Meta introduces HOT3D: A dataset for advancing hand-object interaction research


SOURCE: PHILAVERSE.SUBSTACK.COM
JAN 03, 2025

PHIL SIARRI

JAN 03, 2025

Meta Reality Labs has introduced HOT3D, a publicly available dataset designed to enhance machine learning research on hand-object interactions.

This dataset comprises over 833 minutes of multi-view egocentric 3D video streams, captured using Meta's Project Aria glasses and Quest 3 VR headset.
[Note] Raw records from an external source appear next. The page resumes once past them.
//! Frame-level tests driven through the software device
//!
//! The fixture mirrors the dither demo: a base PBR-like program, a dithered
//! overlay program, a flag material writing stencil 1, a character material
//! zeroing it, and an overlay material reading it.

use std::collections::BTreeSet;
use std::rc::Rc;

use crate::core::config::RendererConfig;
use crate::foundation::math::{Transform, Vec3};
use crate::render::device::{SoftwareDevice, StencilOperation, TestFunction};
use crate::render::passes::{DitherOverlayPass, ForwardPass, OverlayFilter};
use crate::render::registry::{DitherUniforms, UpdateLights, UpdateUniforms};
use crate::render::shader::{ShaderProgram, ShaderSource, ShaderStage};
use crate::render::{Camera, Material, Renderer};
use crate::scene::{Mesh, Model, RendererSceneVisitor, Scene, SceneNode};

mod frame_scenarios;
mod stencil_choreography;

const RED: Vec3 = Vec3::new(1.0, 0.0, 0.0);
const GREEN: Vec3 = Vec3::new(0.0, 1.0, 0.0);
const BLUE: Vec3 = Vec3::new(0.0, 0.0, 1.0);

const TRANSFORM_VS: &str = "uniform mat4 WorldMatrix;\nuniform mat4 ViewProjMatrix;\nvoid main() {}\n";
const LIT_FS: &str = "uniform vec3 Color;\nuniform vec3 CameraPosition;\nuniform int LightIndirect;\n\
                      uniform vec3 LightColor;\nuniform vec4 LightPosition;\nuniform vec3 LightDirection;\n\
                      uniform vec4 LightAttenuation;\n";
const DITHER_FS: &str = "uniform float DitherThreshold;\nuniform float DitherScale;\n\
                         uniform float CameraObjectDistance;\nuniform float MarioDitherAmount;\n";

struct Fixture {
    renderer: Renderer,
    pbr: Rc<ShaderProgram>,
    dither: Rc<ShaderProgram>,
    flag_material: Rc<Material>,
    mario_material: Rc<Material>,
    overlay_material: Rc<Material>,
}

impl Fixture {
    fn new() -> Self {
        Self::build(RendererConfig::default(), |_, _| character_filter())
    }

    fn with_config(config: RendererConfig) -> Self {
        Self::build(config, |_, _| character_filter())
    }

    /// `filter` receives the base and the overlay program
    fn with_overlay_filter(filter: impl FnOnce(&ShaderProgram, &ShaderProgram) -> OverlayFilter) -> Self {
        Self::build(RendererConfig::default(), filter)
    }

    fn build(config: RendererConfig, filter: impl FnOnce(&ShaderProgram, &ShaderProgram) -> OverlayFilter) -> Self {
        let mut renderer = Renderer::new(Box::new(SoftwareDevice::new(16, 16)), config);

        let vertex = ShaderSource::inline(ShaderStage::Vertex, "test.vert", TRANSFORM_VS);
        let pbr_fragment = ShaderSource::inline(ShaderStage::Fragment, "pbr.frag", format!("{}void main() {{}}\n", LIT_FS));
        let dither_fragment = ShaderSource::inline(
            ShaderStage::Fragment,
            "dither.frag",
            format!("{}{}void main() {{}}\n", LIT_FS, DITHER_FS),
        );
        let pbr = ShaderProgram::build(renderer.device_mut(), "pbr", &vertex, &pbr_fragment).unwrap();
        let dither = ShaderProgram::build(renderer.device_mut(), "mario dither", &vertex, &dither_fragment).unwrap();

        renderer.register_shader_program(Rc::clone(&pbr), UpdateUniforms::transform(), UpdateLights::per_light());
        renderer.register_shader_program(
            Rc::clone(&dither),
            UpdateUniforms::dithered(DitherUniforms::TransitionWithAmount),
            UpdateLights::per_light(),
        );

        let mut base = renderer.create_material("pbr", &pbr).unwrap();
        base.set_stencil_test_function(TestFunction::Always, 1, 0xFF);

        let mut flag = base.duplicate("flag");
        flag.set_stencil_operations(StencilOperation::Keep, StencilOperation::Keep, StencilOperation::Replace);
        flag.set_uniform_value("Color", RED).unwrap();

        let mut mario = base.duplicate("mario pbr");
        mario.set_stencil_operations(StencilOperation::Keep, StencilOperation::Keep, StencilOperation::Zero);
        mario.set_uniform_value("Color", GREEN).unwrap();

        let mut overlay = renderer.create_material("mario dither", &dither).unwrap();
        overlay.set_depth_test_function(Some(TestFunction::NotEqual));
        overlay.set_stencil_test_function(TestFunction::Equal, 1, 0xFF);
        overlay.set_stencil_operations(StencilOperation::Keep, StencilOperation::Keep, StencilOperation::Keep);
        overlay.set_uniform_value("Color", BLUE).unwrap();
        let overlay = Rc::new(overlay);

        renderer.add_render_pass(Box::new(ForwardPass::new(0))).unwrap();
        renderer
            .add_render_pass(Box::new(
                DitherOverlayPass::new(1, Rc::clone(&overlay), filter(&pbr, &dither)),
            ))
            .unwrap();

        Self {
            renderer,
            pbr,
            dither,
            flag_material: Rc::new(flag),
            mario_material: Rc::new(mario),
            overlay_material: overlay,
        }
    }

    fn quad_model(&mut self, material: &Rc<Material>) -> Rc<Model> {
        let model = Model::from_mesh(self.renderer.device_mut(), &Mesh::quad(2.0, 2.0), Rc::clone(material)).unwrap();
        Rc::new(model)
    }

    /// Flag at the origin in bucket 0, character behind it to the right in buckets 0 and 1
    fn flag_and_mario_scene(&mut self, mario_offset: Vec3) -> Scene {
        let (flag_material, mario_material) = (Rc::clone(&self.flag_material), Rc::clone(&self.mario_material));
        let flag = self.quad_model(&flag_material);
        let mario = self.quad_model(&mario_material);

        let mut scene = Scene::new();
        scene.add_node(SceneNode::camera("camera", camera()));
        scene.add_node(SceneNode::model("flag", flag, Transform::identity()));
        scene.add_node(
            SceneNode::model("mario", mario, Transform::from_translation(mario_offset)).with_buckets(vec![0, 1]),
        );
        scene
    }

    fn render(&mut self, scene: &Scene) -> crate::render::FrameStats {
        scene.accept_visitor(&mut RendererSceneVisitor::new(&mut self.renderer)).unwrap();
        self.renderer.render().unwrap()
    }

    fn device(&self) -> &SoftwareDevice {
        software(&self.renderer)
    }
}

/// Overlay only the character's own drawcalls
fn character_filter() -> OverlayFilter {
    OverlayFilter::SourceMaterial("mario pbr".to_string())
}

fn camera() -> Camera {
    Camera::perspective(Vec3::new(0.0, 0.0, 3.0), 90.0, 1.0, 0.1, 10.0)
}

fn software(renderer: &Renderer) -> &SoftwareDevice {
    renderer
        .device()
        .as_any()
        .downcast_ref::<SoftwareDevice>()
        .expect("renderer drives a software device")
}

fn pixels_with_color(device: &SoftwareDevice, color: Vec3) -> BTreeSet<(u32, u32)> {
    let (width, height) = crate::render::device::GraphicsDevice::framebuffer_size(device);
    let mut pixels = BTreeSet::new();
    for y in 0..height {
        for x in 0..width {
            let c = device.color_at(x, y);
            if c[0] == color.x && c[1] == color.y && c[2] == color.z {
                pixels.insert((x, y));
            }
        }
    }
    pixels
}
//! Dither transition viewer
//!
//! Renders a flag and a character through the forward, dither overlay and
//! skybox passes while a scripted camera flies past them. Frames can be
//! exported as PNG files.
//!
//! Usage: `dither_viewer [config.toml|config.ron]`

mod app;
mod controller;
mod error;
mod scripted_ui;

use dither_engine::config::Config;
use dither_engine::core::ViewerConfig;
use dither_engine::foundation::logging;

use crate::app::DitherViewerApp;
use crate::error::ViewerResult;

fn load_config() -> ViewerResult<ViewerConfig> {
    let config = match std::env::args().nth(1) {
        Some(path) => ViewerConfig::load_from_file(&path)?,
        None => ViewerConfig::default(),
    };
    config.validate()?;
    Ok(config)
}

fn main() -> ViewerResult<()> {
    let config = load_config()?;
    logging::init_with_level(&config.engine.log_level);
    log::info!(
        "Starting '{}' at {}x{}",
        config.window.title,
        config.window.width,
        config.window.height
    );

    let mut app = DitherViewerApp::new(config)?;
    if let Err(e) = app.run() {
        log::error!("Viewer stopped: {}", e);
        return Err(e);
    }

    log::info!("Dither viewer completed");
    Ok(())
}
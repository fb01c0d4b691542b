//! # Drawcalls and Buckets
//!
//! A [`DrawcallInfo`] pairs one drawcall with the material, world transform
//! and vertex array it is drawn with. The scene places each model's
//! drawcalls into one or more buckets; passes then iterate a single bucket.
//! A model in several buckets appears as an independent entry in each.

use std::collections::BTreeMap;
use std::rc::Rc;

use crate::render::device::{GraphicsDevice, PrimitiveMode, VertexArrayId};
use crate::render::material::Material;

/// Integer bucket id
pub type BucketId = u32;

/// A range of vertices or indices to draw
#[derive(Debug, Clone, Copy, PartialEq, Eq)]
pub struct Drawcall {
    /// Primitive assembly mode
    pub primitive: PrimitiveMode,
    /// First vertex or index
    pub first: u32,
    /// Number of vertices or indices
    pub count: u32,
    /// Whether `first`/`count` address the element buffer
    pub indexed: bool,
}

impl Drawcall {
    /// Drawcall over the element buffer
    pub fn indexed(primitive: PrimitiveMode, first: u32, count: u32) -> Self {
        Self {
            primitive,
            first,
            count,
            indexed: true,
        }
    }

    /// Drawcall over raw vertices
    pub fn arrays(primitive: PrimitiveMode, first: u32, count: u32) -> Self {
        Self {
            primitive,
            first,
            count,
            indexed: false,
        }
    }

    /// Issue the draw with whatever state is bound
    pub fn draw(&self, device: &mut dyn GraphicsDevice) {
        device.draw(self);
    }
}

/// A drawcall with everything needed to render it
#[derive(Debug, Clone)]
pub struct DrawcallInfo {
    /// The draw itself
    pub drawcall: Drawcall,
    /// Material the drawcall was authored with
    pub material: Rc<Material>,
    /// Index into the renderer's world matrix list
    pub world_matrix_index: usize,
    /// Vertex array holding the geometry
    pub vertex_array: VertexArrayId,
}

/// Drawcalls grouped by bucket id
#[derive(Debug, Default)]
pub struct DrawcallBuckets {
    buckets: BTreeMap<BucketId, Vec<DrawcallInfo>>,
}

impl DrawcallBuckets {
    /// Create an empty collection
    pub fn new() -> Self {
        Self::default()
    }

    /// Append a drawcall to a bucket, creating the bucket on first use
    pub fn add(&mut self, bucket: BucketId, info: DrawcallInfo) {
        self.buckets.entry(bucket).or_default().push(info);
    }

    /// Drawcalls of a bucket in insertion order
    ///
    /// A bucket nobody filled is empty.
    pub fn get(&self, bucket: BucketId) -> &[DrawcallInfo] {
        match self.buckets.get(&bucket) {
            Some(drawcalls) => drawcalls,
            None => {
                log::trace!("Bucket {} is empty", bucket);
                &[]
            }
        }
    }

    /// Ids of buckets holding at least one drawcall
    pub fn bucket_ids(&self) -> impl Iterator<Item = BucketId> + '_ {
        self.buckets.iter().filter(|(_, v)| !v.is_empty()).map(|(id, _)| *id)
    }

    /// Iterate every drawcall of every bucket
    pub fn iter(&self) -> impl Iterator<Item = (BucketId, &DrawcallInfo)> {
        self.buckets
            .iter()
            .flat_map(|(id, drawcalls)| drawcalls.iter().map(move |info| (*id, info)))
    }

    /// Total number of entries across buckets
    pub fn len(&self) -> usize {
        self.buckets.values().map(Vec::len).sum()
    }

    /// Whether no bucket holds a drawcall
    pub fn is_empty(&self) -> bool {
        self.len() == 0
    }

    /// Empty every bucket
    pub fn clear(&mut self) {
        self.buckets.clear();
    }
}
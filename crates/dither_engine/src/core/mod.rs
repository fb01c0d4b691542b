//! # Core Engine Module
//!
//! Shared configuration types consumed by the renderer and by applications.
//!
//! ## Organization
//!
//! - **Config**: Unified configuration for engine, window, renderer, dither
//!   tunables and frame output

pub mod config;

pub use config::{
    ViewerConfig,
    EngineConfig,
    WindowConfig,
    RendererConfig,
    DitherSettings,
    OutputConfig,
};
pub use crate::config::{Config, ConfigError};
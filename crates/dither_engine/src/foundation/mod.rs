//! Foundation module - Core utilities and types
//!
//! This module provides fundamental utilities used throughout the engine:
//! - Math types and operations
//! - Keyed collections
//! - Logging utilities

pub mod collections;
pub mod math;
pub mod logging;
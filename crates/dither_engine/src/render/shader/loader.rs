//! Shader source loading
//!
//! A stage is assembled from one or more files concatenated in order, so a
//! shared header (version line, common helpers) can be prepended to each
//! stage. Paths are resolved against the working directory first and then
//! against the configured search directories.

use std::fs;
use std::path::{Path, PathBuf};

use crate::render::{RenderError, RenderResult};

/// Pipeline stage a source belongs to
#[derive(Debug, Clone, Copy, PartialEq, Eq, Hash)]
pub enum ShaderStage {
    /// Vertex stage
    Vertex,
    /// Fragment stage
    Fragment,
}

/// Source text of one shader stage
#[derive(Debug, Clone)]
pub struct ShaderSource {
    /// Stage the source compiles for
    pub stage: ShaderStage,
    /// Full GLSL text
    pub source: String,
    /// Human readable origin used in diagnostics
    pub origin: String,
}

impl ShaderSource {
    /// Wrap in-memory source text
    pub fn inline(stage: ShaderStage, origin: impl Into<String>, source: impl Into<String>) -> Self {
        Self {
            stage,
            source: source.into(),
            origin: origin.into(),
        }
    }
}

/// Loads and concatenates stage sources from disk
#[derive(Debug, Clone)]
pub struct ShaderLoader {
    stage: ShaderStage,
    search_dirs: Vec<PathBuf>,
}

impl ShaderLoader {
    /// Create a loader for one stage
    pub fn new(stage: ShaderStage) -> Self {
        Self {
            stage,
            search_dirs: Vec::new(),
        }
    }

    /// Add a directory to search when a path does not exist as given
    pub fn with_search_dir(mut self, dir: impl Into<PathBuf>) -> Self {
        self.search_dirs.push(dir.into());
        self
    }

    /// Load and concatenate the given files
    pub fn load<P: AsRef<Path>>(&self, paths: &[P]) -> RenderResult<ShaderSource> {
        if paths.is_empty() {
            return Err(RenderError::ShaderCompilation {
                name: format!("{:?}", self.stage),
                message: "no source files given".to_string(),
            });
        }

        let mut source = String::new();
        let mut origins = Vec::with_capacity(paths.len());
        for path in paths {
            let resolved = self.resolve(path.as_ref());
            log::debug!("Loading {:?} shader source from {}", self.stage, resolved.display());
            let text = fs::read_to_string(&resolved)?;
            source.push_str(&text);
            if !text.ends_with('\n') {
                source.push('\n');
            }
            origins.push(resolved.display().to_string());
        }

        Ok(ShaderSource {
            stage: self.stage,
            source,
            origin: origins.join(" + "),
        })
    }

    fn resolve(&self, path: &Path) -> PathBuf {
        if path.exists() {
            return path.to_path_buf();
        }
        self.search_dirs
            .iter()
            .map(|dir| dir.join(path))
            .find(|candidate| candidate.exists())
            .unwrap_or_else(|| path.to_path_buf())
    }
}
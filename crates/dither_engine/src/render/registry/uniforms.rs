//! Per-drawcall uniform update strategies
//!
//! An update function receives everything it may read through a
//! [`DrawUniformContext`]; it captures nothing from the renderer.

use crate::core::config::DitherSettings;
use crate::foundation::math::Mat4;
use crate::render::camera::CameraSnapshot;
use crate::render::device::GraphicsDevice;
use crate::render::shader::{name_set, NameSet, ShaderProgram};
use crate::render::RenderResult;

/// Uniforms pushed by [`UpdateUniforms::transform`]
pub const TRANSFORM_UNIFORMS: [&str; 3] = ["WorldMatrix", "ViewProjMatrix", "CameraPosition"];

/// Tunables snapshotted once per frame before any pass runs
#[derive(Debug, Clone, Copy, PartialEq, Default)]
pub struct FrameTunables {
    /// Dither parameters edited through the debug UI
    pub dither: DitherSettings,
    /// Distance from the camera to the dithered object
    pub camera_object_distance: f32,
}

/// Inputs of a per-drawcall uniform update
#[derive(Debug, Clone, Copy)]
pub struct DrawUniformContext<'a> {
    /// World matrix of the drawcall
    pub world_matrix: Mat4,
    /// Camera state of the frame
    pub camera: &'a CameraSnapshot,
    /// Whether camera uniforms must be pushed
    pub camera_changed: bool,
    /// Frame tunables
    pub tunables: &'a FrameTunables,
}

/// Which dither uniforms a dithered program receives
#[derive(Debug, Clone, Copy, PartialEq, Eq)]
pub enum DitherUniforms {
    /// `DitherThreshold`, `DitherScale`, `CameraObjectDistance`
    Transition,
    /// [`DitherUniforms::Transition`] plus `MarioDitherAmount`
    TransitionWithAmount,
}

impl DitherUniforms {
    /// Uniform names pushed for this variant
    pub fn names(self) -> &'static [&'static str] {
        match self {
            Self::Transition => &["DitherThreshold", "DitherScale", "CameraObjectDistance"],
            Self::TransitionWithAmount => &["DitherThreshold", "DitherScale", "CameraObjectDistance", "MarioDitherAmount"],
        }
    }
}

/// Callback signature of an uniform update
pub type UpdateUniformsFn = dyn Fn(&ShaderProgram, &mut dyn GraphicsDevice, &DrawUniformContext<'_>) -> RenderResult<()>;

/// A uniform update callback and the names it owns
pub struct UpdateUniforms {
    names: NameSet,
    func: Box<UpdateUniformsFn>,
}

impl std::fmt::Debug for UpdateUniforms {
    fn fmt(&self, f: &mut std::fmt::Formatter<'_>) -> std::fmt::Result {
        f.debug_struct("UpdateUniforms").field("names", &self.names).finish_non_exhaustive()
    }
}

impl UpdateUniforms {
    /// Wrap a custom callback that owns `names`
    pub fn new<F>(names: NameSet, func: F) -> Self
    where
        F: Fn(&ShaderProgram, &mut dyn GraphicsDevice, &DrawUniformContext<'_>) -> RenderResult<()> + 'static,
    {
        Self {
            names,
            func: Box::new(func),
        }
    }

    /// Push nothing
    pub fn none() -> Self {
        Self::new(NameSet::new(), |_, _, _| Ok(()))
    }

    /// World matrix on every drawcall, camera uniforms when the camera changed
    pub fn transform() -> Self {
        Self::new(name_set(TRANSFORM_UNIFORMS), push_transform)
    }

    /// [`Self::transform`] plus the dither tunables
    pub fn dithered(dither: DitherUniforms) -> Self {
        let names = name_set(TRANSFORM_UNIFORMS.iter().chain(dither.names()).copied());
        Self::new(names, move |program, device, ctx| {
            push_transform(program, device, ctx)?;
            let settings = ctx.tunables.dither;
            program.set_uniform_if_present(device, "DitherThreshold", settings.threshold)?;
            program.set_uniform_if_present(device, "DitherScale", settings.scale)?;
            program.set_uniform_if_present(device, "CameraObjectDistance", ctx.tunables.camera_object_distance)?;
            if dither == DitherUniforms::TransitionWithAmount {
                program.set_uniform_if_present(device, "MarioDitherAmount", settings.amount)?;
            }
            Ok(())
        })
    }

    /// Names this callback writes
    pub fn names(&self) -> &NameSet {
        &self.names
    }

    /// Run the callback
    pub fn call(&self, program: &ShaderProgram, device: &mut dyn GraphicsDevice, ctx: &DrawUniformContext<'_>) -> RenderResult<()> {
        (self.func)(program, device, ctx)
    }
}

fn push_transform(program: &ShaderProgram, device: &mut dyn GraphicsDevice, ctx: &DrawUniformContext<'_>) -> RenderResult<()> {
    program.set_uniform_if_present(device, "WorldMatrix", ctx.world_matrix)?;
    if ctx.camera_changed {
        program.set_uniform_if_present(device, "ViewProjMatrix", ctx.camera.view_projection)?;
        program.set_uniform_if_present(device, "CameraPosition", ctx.camera.position)?;
    }
    Ok(())
}
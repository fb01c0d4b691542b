//! Headless debug UI
//!
//! Stands in for an interactive UI: slider edits are scheduled up front and
//! applied on the frame they are due, and window contents are logged.

use dither_engine::foundation::math::Vec3;
use dither_engine::ui::DebugUi;

/// A slider edit applied on a given frame
#[derive(Debug, Clone, PartialEq)]
pub struct ScheduledEdit {
    /// Frame the edit lands on
    pub frame: u64,
    /// Widget label
    pub label: String,
    /// New value, clamped to the slider range when applied
    pub value: f32,
}

/// Debug UI driven by a schedule instead of input
#[derive(Debug, Default)]
pub struct ScriptedUi {
    frame: u64,
    schedule: Vec<ScheduledEdit>,
    window: Option<String>,
    lines: Vec<String>,
}

impl ScriptedUi {
    /// UI with no scheduled edits
    pub fn new() -> Self {
        Self::default()
    }

    /// Queue `label` to become `value` on `frame`
    #[must_use]
    pub fn with_edit(mut self, frame: u64, label: impl Into<String>, value: f32) -> Self {
        self.schedule.push(ScheduledEdit {
            frame,
            label: label.into(),
            value,
        });
        self
    }

    /// Frames started so far
    pub fn frame(&self) -> u64 {
        self.frame
    }

    /// Lines written during the last frame
    pub fn lines(&self) -> &[String] {
        &self.lines
    }

    /// Remove and return the edit due now for `label`
    fn take_edit(&mut self, label: &str) -> Option<f32> {
        let current = self.frame;
        let index = self
            .schedule
            .iter()
            .position(|edit| edit.frame == current && edit.label == label)?;
        Some(self.schedule.remove(index).value)
    }
}

impl DebugUi for ScriptedUi {
    fn begin_frame(&mut self) {
        self.frame += 1;
        self.lines.clear();
    }

    fn end_frame(&mut self) {
        for line in &self.lines {
            log::debug!("[ui frame {}] {}", self.frame, line);
        }
    }

    fn begin_window(&mut self, name: &str) -> bool {
        self.window = Some(name.to_string());
        self.lines.push(format!("== {} ==", name));
        true
    }

    fn end_window(&mut self) {
        self.window = None;
    }

    fn slider_float(&mut self, label: &str, value: &mut f32, min: f32, max: f32) -> bool {
        let changed = match self.take_edit(label) {
            Some(next) => {
                let next = next.clamp(min, max);
                log::info!("Scripted edit on frame {}: '{}' {} -> {}", self.frame, label, value, next);
                let changed = (next - *value).abs() > f32::EPSILON;
                *value = next;
                changed
            }
            None => false,
        };
        self.lines.push(format!("{}: {:.3} [{}, {}]", label, value, min, max));
        changed
    }

    fn drag_float3(&mut self, label: &str, value: &mut Vec3, _speed: f32) -> bool {
        self.lines
            .push(format!("{}: ({:.2}, {:.2}, {:.2})", label, value.x, value.y, value.z));
        false
    }

    fn label(&mut self, text: &str) {
        self.lines.push(text.to_string());
    }
}
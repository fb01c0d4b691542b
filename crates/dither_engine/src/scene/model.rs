//! Models: uploaded geometry with per-submesh materials

use std::rc::Rc;

use crate::foundation::math::Vec3;
use crate::render::device::{GraphicsDevice, PrimitiveMode, VertexArrayId};
use crate::render::drawcall::Drawcall;
use crate::render::material::Material;
use crate::render::{RenderError, RenderResult};

/// CPU-side indexed triangle geometry
#[derive(Debug, Clone, PartialEq)]
pub struct Mesh {
    /// Vertex positions
    pub positions: Vec<Vec3>,
    /// Triangle list indices
    pub indices: Vec<u32>,
}

impl Mesh {
    /// Rectangle in the XY plane centered on the origin, facing +Z
    pub fn quad(width: f32, height: f32) -> Self {
        let (hw, hh) = (width * 0.5, height * 0.5);
        Self {
            positions: vec![
                Vec3::new(-hw, -hh, 0.0),
                Vec3::new(hw, -hh, 0.0),
                Vec3::new(hw, hh, 0.0),
                Vec3::new(-hw, hh, 0.0),
            ],
            indices: vec![0, 1, 2, 0, 2, 3],
        }
    }

    /// Axis-aligned cube centered on the origin
    pub fn cube(size: f32) -> Self {
        let h = size * 0.5;
        let positions = vec![
            Vec3::new(-h, -h, -h),
            Vec3::new(h, -h, -h),
            Vec3::new(h, h, -h),
            Vec3::new(-h, h, -h),
            Vec3::new(-h, -h, h),
            Vec3::new(h, -h, h),
            Vec3::new(h, h, h),
            Vec3::new(-h, h, h),
        ];
        #[rustfmt::skip]
        let indices = vec![
            4, 5, 6, 4, 6, 7, // +Z
            1, 0, 3, 1, 3, 2, // -Z
            5, 1, 2, 5, 2, 6, // +X
            0, 4, 7, 0, 7, 3, // -X
            7, 6, 2, 7, 2, 3, // +Y
            0, 1, 5, 0, 5, 4, // -Y
        ];
        Self { positions, indices }
    }

    /// Number of indices
    pub fn index_count(&self) -> u32 {
        self.indices.len() as u32
    }

    /// Upload into a new vertex array
    pub fn upload(&self, device: &mut dyn GraphicsDevice) -> RenderResult<VertexArrayId> {
        device.create_vertex_array(&self.positions, &self.indices)
    }
}

/// A drawcall range and the material slot it is drawn with
#[derive(Debug, Clone, Copy, PartialEq, Eq)]
pub struct Submesh {
    /// Range of the model's geometry
    pub drawcall: Drawcall,
    /// Index into the model's materials
    pub material_index: usize,
}

/// Geometry on the device plus the materials of its submeshes
#[derive(Debug, Clone)]
pub struct Model {
    vertex_array: VertexArrayId,
    submeshes: Vec<Submesh>,
    materials: Vec<Rc<Material>>,
}

impl Model {
    /// Assemble a model from uploaded parts
    pub fn new(vertex_array: VertexArrayId, submeshes: Vec<Submesh>, materials: Vec<Rc<Material>>) -> RenderResult<Self> {
        if let Some(submesh) = submeshes.iter().find(|s| s.material_index >= materials.len()) {
            return Err(RenderError::InvalidResource(format!(
                "submesh uses material slot {} of {}",
                submesh.material_index,
                materials.len()
            )));
        }
        Ok(Self {
            vertex_array,
            submeshes,
            materials,
        })
    }

    /// Upload a mesh as a single-submesh model
    pub fn from_mesh(device: &mut dyn GraphicsDevice, mesh: &Mesh, material: Rc<Material>) -> RenderResult<Self> {
        let vertex_array = mesh.upload(device)?;
        let submesh = Submesh {
            drawcall: Drawcall::indexed(PrimitiveMode::Triangles, 0, mesh.index_count()),
            material_index: 0,
        };
        Self::new(vertex_array, vec![submesh], vec![material])
    }

    /// Vertex array holding the geometry
    pub fn vertex_array(&self) -> VertexArrayId {
        self.vertex_array
    }

    /// Submeshes in draw order
    pub fn submeshes(&self) -> &[Submesh] {
        &self.submeshes
    }

    /// Material of a slot
    pub fn material(&self, index: usize) -> RenderResult<&Rc<Material>> {
        self.materials
            .get(index)
            .ok_or_else(|| RenderError::InvalidResource(format!("material slot {} missing", index)))
    }

    /// Replace the material of a slot
    pub fn set_material(&mut self, index: usize, material: Rc<Material>) -> RenderResult<()> {
        let slot = self
            .materials
            .get_mut(index)
            .ok_or_else(|| RenderError::InvalidResource(format!("material slot {} missing", index)))?;
        *slot = material;
        Ok(())
    }

    /// Number of material slots
    pub fn material_count(&self) -> usize {
        self.materials.len()
    }
}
It includes 3.7 million annotated images, offering high-quality data on 19 subjects interacting with 33 diverse objects in real-world tasks.

Key features of HOT3D include:

Multi-modal data: RGB/monochrome image streams, eye gaze tracking, and 3D point clouds.

Comprehensive annotations: 3D poses of objects, hands, and cameras; 3D models of hands and objects.

Real-world scenarios: Demonstrations range from basic object manipulation to complex activities like typing or using kitchen utensils.

The dataset leverages a professional motion-capture system and supports advanced 3D tracking formats such as UmeTrack and MANO. Initial experiments revealed that models trained on HOT3D’s multi-view data outperform those trained on single-view data, excelling in tasks like 3D hand tracking, 6DoF object pose estimation, and 3D lifting of objects.

Available as open-source, HOT3D aims to drive innovation in robotics, AR/VR systems, and human-machine interfaces by providing a robust foundation for computer vision and machine learning advancements.

HOT3D Overview.

HOT3D overview: The dataset features multi-view egocentric image streams captured using the Aria glasses and Quest 3 headset, annotated with precise 3D poses and models of hands and objects. On the left, three multi-view frames from Aria display contours of 3D models for hands (white) and objects (green) in their ground-truth poses. Additionally, Aria provides 3D point clouds generated by SLAM and includes eye gaze tracking data (right). Credit: Banerjee et al.